> [Task prompt]: Within the material below, filter for lines that hold the word "impl".

> [Entries shown]:
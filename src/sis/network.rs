//! Temporal contact network.
//!
//! A network is an ordered sequence of snapshots, one per tick. Each snapshot
//! lists the unordered node pairs in contact during that tick. When a run is
//! longer than the sequence, the sequence is replayed from the beginning.

use std::collections::BTreeMap;

use super::error::ConfigError;

/// Node identifier in `[0, population_size)`.
pub type NodeId = usize;

/// Unordered pair of distinct nodes in contact during one tick.
pub type Contact = (NodeId, NodeId);

/// All contacts of one tick.
pub type Snapshot = Vec<Contact>;

/// Read-only, non-empty sequence of snapshots.
#[derive(Clone, Debug)]
pub struct TemporalNetwork {
    snapshots: Vec<Snapshot>,
}

impl TemporalNetwork {
    /// Wrap a snapshot sequence. Fails if the sequence is empty.
    pub fn new(snapshots: Vec<Snapshot>) -> Result<Self, ConfigError> {
        if snapshots.is_empty() {
            return Err(ConfigError::EmptyNetwork);
        }
        Ok(Self { snapshots })
    }

    /// Build from `(t, i, j)` contact triples.
    ///
    /// The sequence spans ticks `0..=max_t`; ticks with no triple become
    /// empty snapshots. Within a tick, contacts keep their input order.
    pub fn from_triples<I>(triples: I) -> Result<Self, ConfigError>
    where
        I: IntoIterator<Item = (usize, NodeId, NodeId)>,
    {
        let mut by_tick: BTreeMap<usize, Snapshot> = BTreeMap::new();
        for (t, i, j) in triples {
            by_tick.entry(t).or_default().push((i, j));
        }

        let len = match by_tick.keys().next_back() {
            Some(&max_t) => max_t + 1,
            None => return Err(ConfigError::EmptyNetwork),
        };

        let mut snapshots = vec![Snapshot::new(); len];
        for (t, contacts) in by_tick {
            snapshots[t] = contacts;
        }

        Self::new(snapshots)
    }

    /// Number of snapshots in one pass.
    #[inline]
    pub fn len(&self) -> usize {
        self.snapshots.len()
    }

    /// Always false; kept for API symmetry with `len`.
    #[inline]
    pub fn is_empty(&self) -> bool {
        self.snapshots.is_empty()
    }

    #[inline]
    pub fn snapshots(&self) -> &[Snapshot] {
        &self.snapshots
    }

    #[inline]
    pub fn snapshot(&self, index: usize) -> Option<&Snapshot> {
        self.snapshots.get(index)
    }

    /// Total number of contacts over all snapshots.
    pub fn contact_count(&self) -> usize {
        self.snapshots.iter().map(Vec::len).sum()
    }

    /// Check every contact against a population of `population` nodes.
    pub fn validate_nodes(&self, population: usize) -> Result<(), ConfigError> {
        for (tick, snapshot) in self.snapshots.iter().enumerate() {
            for &(i, j) in snapshot {
                if i == j {
                    return Err(ConfigError::SelfContact { tick, node: i });
                }
                if let Some(node) = [i, j].into_iter().find(|&n| n >= population) {
                    return Err(ConfigError::NodeOutOfRange {
                        tick,
                        node,
                        population,
                    });
                }
            }
        }
        Ok(())
    }

    /// Endless snapshot iterator whose first pass starts at `start_offset`.
    ///
    /// After the last snapshot the cursor wraps to index 0, and every later
    /// pass covers the whole sequence. `start_offset` must be below `len()`.
    pub fn cursor(&self, start_offset: usize) -> SnapshotCursor<'_> {
        debug_assert!(start_offset < self.len());
        SnapshotCursor {
            network: self,
            position: start_offset,
            pass: 0,
        }
    }
}

/// Iterator over snapshots with wraparound. Never returns `None`.
#[derive(Clone, Debug)]
pub struct SnapshotCursor<'a> {
    network: &'a TemporalNetwork,
    position: usize,
    pass: usize,
}

impl<'a> SnapshotCursor<'a> {
    /// Index of the snapshot the next call to `next` yields.
    #[inline]
    pub fn position(&self) -> usize {
        self.position
    }

    /// Number of completed wraparounds.
    #[inline]
    pub fn pass(&self) -> usize {
        self.pass
    }
}

impl<'a> Iterator for SnapshotCursor<'a> {
    type Item = &'a Snapshot;

    fn next(&mut self) -> Option<Self::Item> {
        let snapshot = self.network.snapshots.get(self.position)?;
        self.position += 1;
        if self.position == self.network.len() {
            self.position = 0;
            self.pass += 1;
        }
        Some(snapshot)
    }

    fn size_hint(&self) -> (usize, Option<usize>) {
        (usize::MAX, None)
    }
}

> [Output of the exercise]:
impl TemporalNetwork {
impl<'a> SnapshotCursor<'a> {
impl<'a> Iterator for SnapshotCursor<'a> {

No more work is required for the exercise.